The research team assembled the largest set of species distribution maps ever produced by experts for tropical, shallow-water marine species, including maps of coastal fishes, invertebrates (corals, crustaceans and mollusks), seagrasses and mangroves.
"We analyzed over 10,000 maps of marine species, and found that available habitat, represented by coastline length, best predicted species richness followed by the variety of habitats and sea surface temperature," said Jonnell Sanciangco, the lead author and a researcher who formerly worked at ODU with Carpenter and the Marine Biodiversity Unit of IUCN.
The Coral Triangle is traditionally recognized as a region encompassing the Philippines, eastern Sabah, eastern Indonesia, East Timor, Papua New Guinea and the Solomon Islands. Despite boasting the highest diversity anywhere in the oceans, the Coral Triangle faces many pressures, such as pollution, climate change and overfishing, as well as fishing practices that involve the use of explosives or sodium cyanide to stun the fish.
"The study suggests that marine-protected areas should be as large and diverse as possible to include more species, more habitats and more genetic diversity, and to offer species the best chance of adapting to sea temperature and other environmental changes," said Peter Etnoyer, a marine biologist at NOAA and a co-author of the study.
Based on the identification of areas with a high concentration of seagrasses and mangrove habitats that are associated with maintaining healthy coral reefs, which people in the Coral Triangle are dependent on for food and livelihoods, authors of the study suggest that the Coral Triangle should be extended to include western Indonesia, western Sabah, Brunei, Singapore and peninsular Malaysia, to ensure that these areas are included in the management and conservation of the region.
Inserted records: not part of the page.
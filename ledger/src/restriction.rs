//! # Transfer Restriction Codes
//!
//! Outcome of evaluating whether a destination account may receive a
//! transfer. The code-to-message mapping is part of the external contract:
//! front-ends match on the exact strings, so they must never change.

use serde::{Deserialize, Serialize};
use std::fmt;

/// Result of the transfer-eligibility check for a destination account.
#[derive(Debug, Clone, Copy, PartialEq, Eq, Serialize, Deserialize)]
#[serde(rename_all = "snake_case")]
pub enum RestrictionCode {
    /// The destination is whitelisted; the transfer may proceed.
    Success,
    /// The destination is not on the whitelist.
    NonWhitelisted,
}

impl RestrictionCode {
    /// Returns the canonical human-readable message for this code.
    pub fn message(&self) -> &'static str {
        match self {
            RestrictionCode::Success => "SUCCESS",
            RestrictionCode::NonWhitelisted => "ILLEGAL_TRANSFER_TO_NON_WHITELISTED_ADDRESS",
        }
    }

    /// Returns `true` if the transfer is allowed to proceed.
    pub fn is_success(&self) -> bool {
        matches!(self, RestrictionCode::Success)
    }
}

impl fmt::Display for RestrictionCode {
    fn fmt(&self, f: &mut fmt::Formatter<'_>) -> fmt::Result {
        write!(f, "{}", self.message())
    }
}

#[cfg(test)]
mod tests {
    use super::*;

    #[test]
    fn message_mapping_is_stable() {
        assert_eq!(RestrictionCode::Success.message(), "SUCCESS");
        assert_eq!(
            RestrictionCode::NonWhitelisted.message(),
            "ILLEGAL_TRANSFER_TO_NON_WHITELISTED_ADDRESS"
        );
    }

    #[test]
    fn only_success_passes() {
        assert!(RestrictionCode::Success.is_success());
        assert!(!RestrictionCode::NonWhitelisted.is_success());
    }
}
The study was published in PLoS One and can be viewed at http://tinyurl.com/axkrnsf.
Carpenter runs the Global Marine Species Assessment (GMSA) project from the Department of Biological Sciences at ODU. The GMSA team, which was created in 2005, is the marine biodiversity unit of the IUCN, and is currently participating in the first global review of the threat of extinction for every marine vertebrate species, plants and selected invertebrates.
Sanciangco worked for the GMSA for two years while he was studying for a master's degree at ODU under the mentorship of Carpenter.